Generating the raster image data

A raster image processor (RIP) is a component used in a printing system which produces a raster image also known as a bitmap. Such a bitmap is used by a later stage of the printing system to produce the printed output. The input may be a page description in a high-level page description language such as PostScript, Portable Document Format, XPS or another bitmap of higher or lower resolution than the output device. In the latter case, the RIP applies either smoothing or interpolation algorithms to the input bitmap to generate the output bitmap.

Originally RIPs were a rack of electronic hardware which received the page description via some interface (e.g. RS-232) and generated a "hardware bitmap output" which was used to enable or disable each pixel on a real-time output device such as an optical film recorder.

A RIP can be implemented either as a software component of an operating system or as a firmware program executed on a microprocessor inside a printer, though for high-end typesetting, standalone hardware RIPs are sometimes used. Ghostscript and GhostPCL are examples of software RIPs. Every PostScript printer contains a RIP in its firmware.

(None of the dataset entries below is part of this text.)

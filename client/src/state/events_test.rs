use super::*;
use crate::state::list::FetchStatus;

#[test]
fn public_events_default_to_newest_event_date_first() {
    let state = EventsState::default();
    assert_eq!(state.list.params.sort_field, "eventDate");
    assert_eq!(state.list.params.sort_order, SortOrder::Desc);
    assert_eq!(state.list.params.limit, 10);
    assert_eq!(state.list.params.page, 1);
}

#[test]
fn public_events_start_idle() {
    let state = EventsState::default();
    assert_eq!(state.list.status, FetchStatus::Idle);
    assert!(state.detail.item.is_none());
}
//! Public listing and registration workflows.

use leptos::prelude::*;

use crate::net::api;
use crate::net::types::{Identified, SignupPayload};
use crate::state::events::EventsState;
use crate::state::notification::NotificationState;

use super::{notify_error, notify_success, spawn};

pub const FETCH_EVENTS_FAILED: &str = "Failed to fetch events";
pub const FETCH_EVENT_FAILED: &str = "Failed to fetch event";
pub const REGISTERED: &str = "Registered successfully!";
pub const REGISTER_FAILED: &str = "Registration failed";

/// Fetch the current page of public events.
pub fn load_events(events: RwSignal<EventsState>) {
    let Some((ticket, params)) = events.try_update(|s| (s.list.begin_fetch(), s.list.params.clone())) else {
        return;
    };
    spawn(async move {
        let result = api::fetch_events(&params).await;
        if let Err(e) = &result {
            log::warn!("event list fetch failed: {e}");
        }
        events.try_update(|s| s.list.settle(ticket, result, FETCH_EVENTS_FAILED));
    });
}

pub fn search_events(events: RwSignal<EventsState>, search: String) {
    if events.try_update(|s| s.list.params.set_search(&search)).unwrap_or(false) {
        load_events(events);
    }
}

pub fn go_to_page(events: RwSignal<EventsState>, page: u32) {
    if events.try_update(|s| s.list.params.set_page(page)).unwrap_or(false) {
        load_events(events);
    }
}

pub fn set_page_size(events: RwSignal<EventsState>, limit: u32) {
    if events.try_update(|s| s.list.params.set_limit(limit)).unwrap_or(false) {
        load_events(events);
    }
}

/// Fetch one event for `/events/:id`.
pub fn load_event(events: RwSignal<EventsState>, id: String) {
    let Some(ticket) = events.try_update(|s| s.detail.begin_fetch()) else {
        return;
    };
    spawn(async move {
        let result = api::fetch_event(&id).await;
        events.try_update(|s| s.detail.settle(ticket, result, FETCH_EVENT_FAILED));
    });
}

/// Submit a signup. `on_done` receives `true` on success so the modal can
/// close; the listing and any open detail are then re-fetched.
pub fn register<F>(
    events: RwSignal<EventsState>,
    notification: RwSignal<NotificationState>,
    payload: SignupPayload,
    on_done: F,
) where
    F: FnOnce(bool) + 'static,
{
    spawn(async move {
        let event_id = payload.event_id.clone();
        match api::register_signup(&payload).await {
            Ok(()) => {
                notify_success(notification, REGISTERED);
                on_done(true);
                load_events(events);
                let viewing = events
                    .try_with_untracked(|s| s.detail.item.as_ref().is_some_and(|e| e.key() == event_id))
                    .unwrap_or(false);
                if viewing {
                    load_event(events, event_id);
                }
            }
            Err(e) => {
                notify_error(notification, e.user_message(REGISTER_FAILED));
                on_done(false);
            }
        }
    });
}
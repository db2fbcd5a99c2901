//! Shared auth UI helpers.
//!
//! SYSTEM CONTEXT
//! ==============
//! The server guard already turns away anonymous requests for `/dashboard*`.
//! This covers the hydrated side: a session that expires while the dashboard
//! is open, or a logout.

use leptos::prelude::*;
use leptos_router::NavigateOptions;

use crate::state::auth::AuthState;

pub const LOGIN_PATH: &str = "/login";

/// Redirect to `/login` once a session check has finished without a user.
pub fn install_unauth_redirect<F>(auth: RwSignal<AuthState>, navigate: F)
where
    F: Fn(&str, NavigateOptions) + Clone + 'static,
{
    Effect::new(move || {
        if auth.with(AuthState::should_redirect_to_login) {
            navigate(LOGIN_PATH, NavigateOptions { replace: true, ..NavigateOptions::default() });
        }
    });
}
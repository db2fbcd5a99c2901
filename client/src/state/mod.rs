//! Shared client-side state modules.
//!
//! DESIGN
//! ======
//! State is split by domain (`events`, `dashboard`, `registrations`, `auth`,
//! `notification`) so pages depend on small focused models. Each container is
//! provided once as an `RwSignal` context and only mutated by its own actions.

pub mod auth;
pub mod dashboard;
pub mod detail;
pub mod events;
pub mod list;
pub mod notification;
pub mod params;
pub mod registrations;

Earlier RIPs retained backward compatibility with photosetters so they supported the older languages. So, for example Linotype RIPs supported CORA (RIP30).

Stages of RIP

  1. Interpretation: This is the stage where the supported PDLs (Page description languages) are translated into a private internal representation of each page. Most RIPs process pages serially so the current machine state is only for the current page; i.e. one page at once. Once a page has been output the page state is discarded to ready it for the next page.
  2. Rendering: A process through which the private internal representation is turned into a continuous tone bitmap. Note that in practical RIPs, interpretation and rendering are frequently done together. Simple languages were designed to work on minimal hardware so tend to "directly drive" the renderer.
  3. Screening: In order to print, a continuous-tone bitmap is converted into a halftone (pattern of dots). Two screening methods or types are Amplitude Modulation (AM) screening and stochastic or Frequency Modulation (FM) screening. In AM screening, dot size varies depending on object density—tonal values; dots are placed in a fixed grid. In FM screening, dot size remains constant and dots are placed in random order to create darker or lighter areas of the image; dot placement is precisely controlled by sophisticated mathematical algorithms.

A RIP chip is used in laser printers to communicate raster images to a laser.